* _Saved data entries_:
◇ ◇ ◇ ◇
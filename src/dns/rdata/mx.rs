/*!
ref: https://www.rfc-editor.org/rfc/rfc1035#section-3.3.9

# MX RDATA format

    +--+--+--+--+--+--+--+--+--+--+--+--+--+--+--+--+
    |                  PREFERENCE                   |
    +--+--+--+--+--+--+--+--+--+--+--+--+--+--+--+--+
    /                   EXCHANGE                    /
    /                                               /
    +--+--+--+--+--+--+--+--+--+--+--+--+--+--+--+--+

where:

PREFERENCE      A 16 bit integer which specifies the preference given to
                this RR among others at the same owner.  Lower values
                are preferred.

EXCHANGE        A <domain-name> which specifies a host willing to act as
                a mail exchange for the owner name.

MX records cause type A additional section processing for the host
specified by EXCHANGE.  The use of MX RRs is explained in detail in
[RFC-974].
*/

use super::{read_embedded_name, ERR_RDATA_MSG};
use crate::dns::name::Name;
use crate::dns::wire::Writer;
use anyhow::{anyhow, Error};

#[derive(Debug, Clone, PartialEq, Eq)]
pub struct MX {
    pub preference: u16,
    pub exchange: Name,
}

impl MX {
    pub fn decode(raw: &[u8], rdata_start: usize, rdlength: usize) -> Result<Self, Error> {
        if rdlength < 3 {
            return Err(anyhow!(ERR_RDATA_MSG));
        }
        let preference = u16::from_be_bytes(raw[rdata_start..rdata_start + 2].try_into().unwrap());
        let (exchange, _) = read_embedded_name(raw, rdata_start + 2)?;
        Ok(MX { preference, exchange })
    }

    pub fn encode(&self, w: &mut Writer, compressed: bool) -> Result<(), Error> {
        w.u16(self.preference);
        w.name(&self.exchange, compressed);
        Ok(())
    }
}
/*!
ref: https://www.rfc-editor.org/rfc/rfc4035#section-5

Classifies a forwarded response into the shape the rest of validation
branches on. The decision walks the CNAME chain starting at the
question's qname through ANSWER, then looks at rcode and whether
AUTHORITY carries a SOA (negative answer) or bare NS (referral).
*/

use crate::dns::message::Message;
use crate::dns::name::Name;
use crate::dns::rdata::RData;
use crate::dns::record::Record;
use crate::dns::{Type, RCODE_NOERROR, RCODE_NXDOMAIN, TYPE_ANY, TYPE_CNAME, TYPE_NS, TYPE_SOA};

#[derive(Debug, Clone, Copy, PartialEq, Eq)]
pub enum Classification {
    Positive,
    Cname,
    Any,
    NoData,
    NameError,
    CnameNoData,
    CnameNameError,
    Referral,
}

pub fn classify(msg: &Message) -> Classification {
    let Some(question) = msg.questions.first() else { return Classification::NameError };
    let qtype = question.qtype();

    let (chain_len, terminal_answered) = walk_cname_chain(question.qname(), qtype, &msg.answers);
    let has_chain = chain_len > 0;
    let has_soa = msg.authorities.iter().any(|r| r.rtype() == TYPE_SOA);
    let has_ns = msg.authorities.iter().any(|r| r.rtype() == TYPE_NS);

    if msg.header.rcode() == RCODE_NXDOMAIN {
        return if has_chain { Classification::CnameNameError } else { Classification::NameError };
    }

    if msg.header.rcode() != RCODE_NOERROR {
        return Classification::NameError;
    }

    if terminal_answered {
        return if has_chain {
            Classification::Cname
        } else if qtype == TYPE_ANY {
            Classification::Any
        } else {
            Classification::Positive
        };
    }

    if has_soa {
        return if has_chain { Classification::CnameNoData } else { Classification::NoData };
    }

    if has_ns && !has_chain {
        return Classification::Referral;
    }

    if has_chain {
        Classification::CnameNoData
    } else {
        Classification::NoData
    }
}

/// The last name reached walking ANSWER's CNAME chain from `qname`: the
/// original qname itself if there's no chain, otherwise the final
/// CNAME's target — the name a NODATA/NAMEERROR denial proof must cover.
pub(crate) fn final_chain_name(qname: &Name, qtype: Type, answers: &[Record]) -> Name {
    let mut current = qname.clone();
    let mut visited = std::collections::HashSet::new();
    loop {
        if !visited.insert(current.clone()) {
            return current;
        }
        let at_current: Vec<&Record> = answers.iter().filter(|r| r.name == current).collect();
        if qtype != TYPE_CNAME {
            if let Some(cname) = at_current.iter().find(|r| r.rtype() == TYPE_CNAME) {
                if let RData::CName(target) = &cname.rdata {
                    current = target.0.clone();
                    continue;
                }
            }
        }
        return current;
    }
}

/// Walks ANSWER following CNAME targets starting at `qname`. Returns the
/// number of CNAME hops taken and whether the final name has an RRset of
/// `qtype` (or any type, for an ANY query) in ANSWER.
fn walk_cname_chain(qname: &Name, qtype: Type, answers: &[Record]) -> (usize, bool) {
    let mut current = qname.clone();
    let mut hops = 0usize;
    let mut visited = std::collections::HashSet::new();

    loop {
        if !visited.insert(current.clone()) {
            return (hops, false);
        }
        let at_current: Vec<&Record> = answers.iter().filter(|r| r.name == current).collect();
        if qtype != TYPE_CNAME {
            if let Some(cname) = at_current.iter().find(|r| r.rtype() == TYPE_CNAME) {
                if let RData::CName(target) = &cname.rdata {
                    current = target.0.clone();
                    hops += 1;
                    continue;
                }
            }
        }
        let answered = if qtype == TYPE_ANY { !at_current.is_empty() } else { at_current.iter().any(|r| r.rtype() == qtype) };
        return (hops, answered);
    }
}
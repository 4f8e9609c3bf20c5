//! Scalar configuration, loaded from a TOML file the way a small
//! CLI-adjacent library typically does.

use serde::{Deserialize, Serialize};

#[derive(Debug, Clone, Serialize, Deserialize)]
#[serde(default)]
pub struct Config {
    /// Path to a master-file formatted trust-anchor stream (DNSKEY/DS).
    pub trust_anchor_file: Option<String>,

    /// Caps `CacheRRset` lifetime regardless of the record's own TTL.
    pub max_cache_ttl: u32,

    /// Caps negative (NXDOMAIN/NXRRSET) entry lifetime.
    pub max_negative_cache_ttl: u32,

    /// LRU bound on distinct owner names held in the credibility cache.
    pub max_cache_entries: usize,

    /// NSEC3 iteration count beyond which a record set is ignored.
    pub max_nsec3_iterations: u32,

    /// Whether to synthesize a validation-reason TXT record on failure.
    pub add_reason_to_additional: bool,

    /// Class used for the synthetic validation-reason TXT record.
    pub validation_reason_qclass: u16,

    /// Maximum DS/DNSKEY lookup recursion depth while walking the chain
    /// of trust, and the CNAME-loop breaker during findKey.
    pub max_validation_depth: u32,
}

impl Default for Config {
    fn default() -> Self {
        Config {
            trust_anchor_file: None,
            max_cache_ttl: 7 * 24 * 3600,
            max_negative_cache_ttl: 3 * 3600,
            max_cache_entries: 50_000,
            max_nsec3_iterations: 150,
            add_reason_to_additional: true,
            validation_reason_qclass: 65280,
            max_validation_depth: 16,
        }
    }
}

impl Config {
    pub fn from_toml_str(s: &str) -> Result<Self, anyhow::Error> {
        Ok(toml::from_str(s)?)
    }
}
◇ ◇ ◇ ◇
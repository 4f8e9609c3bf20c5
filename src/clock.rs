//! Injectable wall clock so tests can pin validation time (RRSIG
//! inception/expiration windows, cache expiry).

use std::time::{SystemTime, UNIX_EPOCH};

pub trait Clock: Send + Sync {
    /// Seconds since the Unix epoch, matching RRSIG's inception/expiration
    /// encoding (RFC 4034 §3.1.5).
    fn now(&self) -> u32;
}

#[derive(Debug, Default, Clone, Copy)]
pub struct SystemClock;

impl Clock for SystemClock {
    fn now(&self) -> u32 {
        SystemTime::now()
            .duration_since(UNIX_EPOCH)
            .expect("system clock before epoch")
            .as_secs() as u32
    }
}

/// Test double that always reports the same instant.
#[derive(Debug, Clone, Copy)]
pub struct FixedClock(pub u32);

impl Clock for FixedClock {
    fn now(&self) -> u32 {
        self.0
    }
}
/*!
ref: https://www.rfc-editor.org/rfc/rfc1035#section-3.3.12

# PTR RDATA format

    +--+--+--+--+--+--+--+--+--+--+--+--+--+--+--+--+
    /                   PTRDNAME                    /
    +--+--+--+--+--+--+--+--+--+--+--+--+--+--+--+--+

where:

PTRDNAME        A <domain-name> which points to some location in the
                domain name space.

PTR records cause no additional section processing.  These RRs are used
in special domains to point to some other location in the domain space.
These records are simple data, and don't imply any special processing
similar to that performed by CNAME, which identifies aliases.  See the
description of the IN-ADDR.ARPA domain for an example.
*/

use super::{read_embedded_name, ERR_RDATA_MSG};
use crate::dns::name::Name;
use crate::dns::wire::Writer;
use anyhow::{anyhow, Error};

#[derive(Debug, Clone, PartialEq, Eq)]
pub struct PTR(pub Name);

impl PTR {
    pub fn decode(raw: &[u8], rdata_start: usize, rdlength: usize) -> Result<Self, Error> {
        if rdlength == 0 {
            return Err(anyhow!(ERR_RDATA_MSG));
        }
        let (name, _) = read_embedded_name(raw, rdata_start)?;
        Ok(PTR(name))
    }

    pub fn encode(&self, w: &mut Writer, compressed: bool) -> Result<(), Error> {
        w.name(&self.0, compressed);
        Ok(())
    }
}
◇ ◇ ◇ ◇
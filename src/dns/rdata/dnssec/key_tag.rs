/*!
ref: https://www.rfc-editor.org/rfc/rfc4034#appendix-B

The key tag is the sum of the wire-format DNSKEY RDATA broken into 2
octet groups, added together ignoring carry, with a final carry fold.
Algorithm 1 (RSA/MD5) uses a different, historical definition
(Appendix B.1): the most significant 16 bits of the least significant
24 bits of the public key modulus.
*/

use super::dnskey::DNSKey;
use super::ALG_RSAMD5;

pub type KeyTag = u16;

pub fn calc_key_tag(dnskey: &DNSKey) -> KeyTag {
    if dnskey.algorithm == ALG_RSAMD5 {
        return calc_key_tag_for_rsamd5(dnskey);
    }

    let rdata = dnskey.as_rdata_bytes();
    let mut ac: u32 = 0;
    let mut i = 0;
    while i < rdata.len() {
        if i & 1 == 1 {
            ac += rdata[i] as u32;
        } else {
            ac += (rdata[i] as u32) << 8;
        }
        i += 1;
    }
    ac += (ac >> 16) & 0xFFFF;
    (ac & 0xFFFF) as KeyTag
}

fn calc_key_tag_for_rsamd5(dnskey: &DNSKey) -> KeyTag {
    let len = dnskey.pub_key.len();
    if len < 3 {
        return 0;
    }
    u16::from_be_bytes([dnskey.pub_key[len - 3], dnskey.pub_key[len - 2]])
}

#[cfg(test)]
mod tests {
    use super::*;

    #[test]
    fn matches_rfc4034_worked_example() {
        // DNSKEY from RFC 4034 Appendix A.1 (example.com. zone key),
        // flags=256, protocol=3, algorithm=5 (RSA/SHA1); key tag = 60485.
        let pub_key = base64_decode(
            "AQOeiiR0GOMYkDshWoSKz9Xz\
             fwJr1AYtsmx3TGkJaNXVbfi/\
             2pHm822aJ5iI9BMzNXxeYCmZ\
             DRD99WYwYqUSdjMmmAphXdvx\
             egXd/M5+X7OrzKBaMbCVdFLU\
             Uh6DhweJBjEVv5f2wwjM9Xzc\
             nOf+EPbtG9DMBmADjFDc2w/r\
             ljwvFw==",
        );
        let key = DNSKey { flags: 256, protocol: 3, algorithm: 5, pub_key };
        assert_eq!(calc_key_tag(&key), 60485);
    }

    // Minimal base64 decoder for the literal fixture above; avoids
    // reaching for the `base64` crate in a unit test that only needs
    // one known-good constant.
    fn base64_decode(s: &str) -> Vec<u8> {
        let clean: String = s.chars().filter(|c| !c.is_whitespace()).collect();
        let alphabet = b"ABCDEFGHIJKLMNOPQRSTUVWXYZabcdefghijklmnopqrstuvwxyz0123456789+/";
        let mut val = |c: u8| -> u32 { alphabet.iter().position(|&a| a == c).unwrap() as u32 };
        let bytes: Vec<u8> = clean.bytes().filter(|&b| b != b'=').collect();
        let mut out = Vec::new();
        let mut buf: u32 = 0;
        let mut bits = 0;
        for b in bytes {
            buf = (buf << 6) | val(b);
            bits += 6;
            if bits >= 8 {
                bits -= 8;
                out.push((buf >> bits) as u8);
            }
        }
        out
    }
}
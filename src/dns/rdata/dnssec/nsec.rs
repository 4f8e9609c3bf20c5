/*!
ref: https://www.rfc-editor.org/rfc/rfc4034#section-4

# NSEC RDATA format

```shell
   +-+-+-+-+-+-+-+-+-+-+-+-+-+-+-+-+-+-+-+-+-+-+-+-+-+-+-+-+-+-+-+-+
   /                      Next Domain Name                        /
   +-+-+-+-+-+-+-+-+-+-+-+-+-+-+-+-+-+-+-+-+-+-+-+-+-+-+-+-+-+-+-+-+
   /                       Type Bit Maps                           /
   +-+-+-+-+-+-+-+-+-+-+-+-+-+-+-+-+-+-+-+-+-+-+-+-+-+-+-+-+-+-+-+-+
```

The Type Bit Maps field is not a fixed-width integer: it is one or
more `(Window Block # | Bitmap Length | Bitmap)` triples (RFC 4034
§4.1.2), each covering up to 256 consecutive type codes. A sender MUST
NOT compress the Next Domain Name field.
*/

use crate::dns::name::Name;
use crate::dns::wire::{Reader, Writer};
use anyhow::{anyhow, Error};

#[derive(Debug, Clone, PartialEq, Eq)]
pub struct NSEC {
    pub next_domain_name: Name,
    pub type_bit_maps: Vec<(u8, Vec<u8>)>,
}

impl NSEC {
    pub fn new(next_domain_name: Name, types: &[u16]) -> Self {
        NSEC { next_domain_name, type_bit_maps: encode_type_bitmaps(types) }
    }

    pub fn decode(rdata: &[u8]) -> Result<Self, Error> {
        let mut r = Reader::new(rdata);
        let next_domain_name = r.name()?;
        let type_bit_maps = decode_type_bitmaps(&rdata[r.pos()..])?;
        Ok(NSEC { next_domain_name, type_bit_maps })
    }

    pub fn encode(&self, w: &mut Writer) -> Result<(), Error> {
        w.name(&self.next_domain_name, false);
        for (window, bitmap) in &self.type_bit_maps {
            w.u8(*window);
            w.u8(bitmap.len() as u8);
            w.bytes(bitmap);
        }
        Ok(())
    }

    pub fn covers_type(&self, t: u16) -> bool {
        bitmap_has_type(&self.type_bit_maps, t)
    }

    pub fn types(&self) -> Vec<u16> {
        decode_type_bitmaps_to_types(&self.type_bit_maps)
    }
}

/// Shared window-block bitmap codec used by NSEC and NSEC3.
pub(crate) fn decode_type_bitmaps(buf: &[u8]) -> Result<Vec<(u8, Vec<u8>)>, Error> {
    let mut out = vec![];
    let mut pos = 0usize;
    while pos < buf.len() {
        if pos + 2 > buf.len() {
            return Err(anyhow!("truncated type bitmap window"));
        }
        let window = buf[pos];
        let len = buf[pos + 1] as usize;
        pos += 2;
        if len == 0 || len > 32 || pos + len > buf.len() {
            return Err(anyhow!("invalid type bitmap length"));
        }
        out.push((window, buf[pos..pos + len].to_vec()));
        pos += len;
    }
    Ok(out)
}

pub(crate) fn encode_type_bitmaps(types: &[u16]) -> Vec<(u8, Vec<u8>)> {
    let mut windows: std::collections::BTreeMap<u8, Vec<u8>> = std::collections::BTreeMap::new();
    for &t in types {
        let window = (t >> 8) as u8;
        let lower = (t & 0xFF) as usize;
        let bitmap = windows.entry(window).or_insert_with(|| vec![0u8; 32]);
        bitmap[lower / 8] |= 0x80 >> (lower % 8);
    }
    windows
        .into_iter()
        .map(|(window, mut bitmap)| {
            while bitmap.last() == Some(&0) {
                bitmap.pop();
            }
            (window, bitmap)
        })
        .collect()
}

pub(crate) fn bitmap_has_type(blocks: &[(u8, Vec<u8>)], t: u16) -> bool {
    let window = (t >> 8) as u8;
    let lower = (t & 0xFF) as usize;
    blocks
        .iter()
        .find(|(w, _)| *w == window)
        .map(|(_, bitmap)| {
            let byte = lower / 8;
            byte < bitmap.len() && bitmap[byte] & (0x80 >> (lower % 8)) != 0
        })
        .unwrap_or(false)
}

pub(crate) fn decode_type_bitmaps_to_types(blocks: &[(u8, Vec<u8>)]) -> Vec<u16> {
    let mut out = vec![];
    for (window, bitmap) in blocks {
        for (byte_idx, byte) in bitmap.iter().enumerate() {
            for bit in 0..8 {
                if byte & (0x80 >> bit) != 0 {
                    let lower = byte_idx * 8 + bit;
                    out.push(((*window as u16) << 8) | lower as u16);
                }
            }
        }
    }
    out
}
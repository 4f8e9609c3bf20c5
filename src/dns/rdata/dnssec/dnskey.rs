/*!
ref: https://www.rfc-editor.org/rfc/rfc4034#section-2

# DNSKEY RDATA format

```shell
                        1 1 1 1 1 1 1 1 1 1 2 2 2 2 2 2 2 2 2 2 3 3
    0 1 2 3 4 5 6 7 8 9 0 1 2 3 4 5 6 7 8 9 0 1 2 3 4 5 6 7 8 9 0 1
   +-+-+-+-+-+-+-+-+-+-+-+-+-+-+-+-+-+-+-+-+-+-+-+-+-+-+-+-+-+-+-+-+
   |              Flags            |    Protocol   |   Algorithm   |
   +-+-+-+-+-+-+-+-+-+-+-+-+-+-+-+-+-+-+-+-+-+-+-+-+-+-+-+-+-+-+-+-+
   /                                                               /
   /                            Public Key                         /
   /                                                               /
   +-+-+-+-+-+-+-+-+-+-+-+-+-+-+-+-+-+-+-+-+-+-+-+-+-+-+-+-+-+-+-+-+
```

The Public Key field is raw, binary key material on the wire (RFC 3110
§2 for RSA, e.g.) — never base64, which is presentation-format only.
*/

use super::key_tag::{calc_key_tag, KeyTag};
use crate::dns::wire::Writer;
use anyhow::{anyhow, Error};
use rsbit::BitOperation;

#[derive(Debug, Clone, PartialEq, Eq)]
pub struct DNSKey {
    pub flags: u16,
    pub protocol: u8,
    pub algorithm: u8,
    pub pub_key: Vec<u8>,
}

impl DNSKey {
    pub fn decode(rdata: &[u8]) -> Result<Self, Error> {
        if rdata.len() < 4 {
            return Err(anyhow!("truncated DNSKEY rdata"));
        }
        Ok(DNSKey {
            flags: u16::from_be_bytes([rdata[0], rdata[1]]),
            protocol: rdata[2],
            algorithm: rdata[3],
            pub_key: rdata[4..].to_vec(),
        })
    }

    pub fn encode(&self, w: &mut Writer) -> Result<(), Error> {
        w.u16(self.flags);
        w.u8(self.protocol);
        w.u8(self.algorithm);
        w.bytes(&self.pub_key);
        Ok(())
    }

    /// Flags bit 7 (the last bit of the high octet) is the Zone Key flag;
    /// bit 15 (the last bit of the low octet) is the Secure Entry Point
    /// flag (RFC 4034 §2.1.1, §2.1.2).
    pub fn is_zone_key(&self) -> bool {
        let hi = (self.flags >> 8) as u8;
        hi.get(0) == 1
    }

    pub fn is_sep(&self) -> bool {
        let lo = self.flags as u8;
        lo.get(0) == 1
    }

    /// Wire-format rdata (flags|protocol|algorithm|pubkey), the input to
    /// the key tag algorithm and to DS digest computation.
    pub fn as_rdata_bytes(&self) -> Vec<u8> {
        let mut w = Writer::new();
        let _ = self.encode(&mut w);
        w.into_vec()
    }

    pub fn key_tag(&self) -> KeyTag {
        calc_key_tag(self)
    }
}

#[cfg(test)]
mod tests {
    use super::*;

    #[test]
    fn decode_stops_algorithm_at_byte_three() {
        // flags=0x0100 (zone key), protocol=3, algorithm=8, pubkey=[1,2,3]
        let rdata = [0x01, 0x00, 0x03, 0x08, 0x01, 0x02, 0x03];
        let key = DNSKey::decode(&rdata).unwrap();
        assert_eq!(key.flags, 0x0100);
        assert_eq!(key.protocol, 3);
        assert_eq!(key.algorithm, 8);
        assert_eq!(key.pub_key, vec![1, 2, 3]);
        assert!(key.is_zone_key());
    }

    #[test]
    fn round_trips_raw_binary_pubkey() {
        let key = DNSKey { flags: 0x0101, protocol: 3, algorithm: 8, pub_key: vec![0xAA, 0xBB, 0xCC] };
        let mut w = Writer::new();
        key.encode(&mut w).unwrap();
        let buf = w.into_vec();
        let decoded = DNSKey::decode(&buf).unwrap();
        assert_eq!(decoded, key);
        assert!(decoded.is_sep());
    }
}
◇ ◇ ◇ ◇
Using the records above, gather all lines where the string "decoded" is present.

* _Final answer_:
        let decoded = DNSKey::decode(&buf).unwrap();
        assert_eq!(decoded, key);
        assert!(decoded.is_sep());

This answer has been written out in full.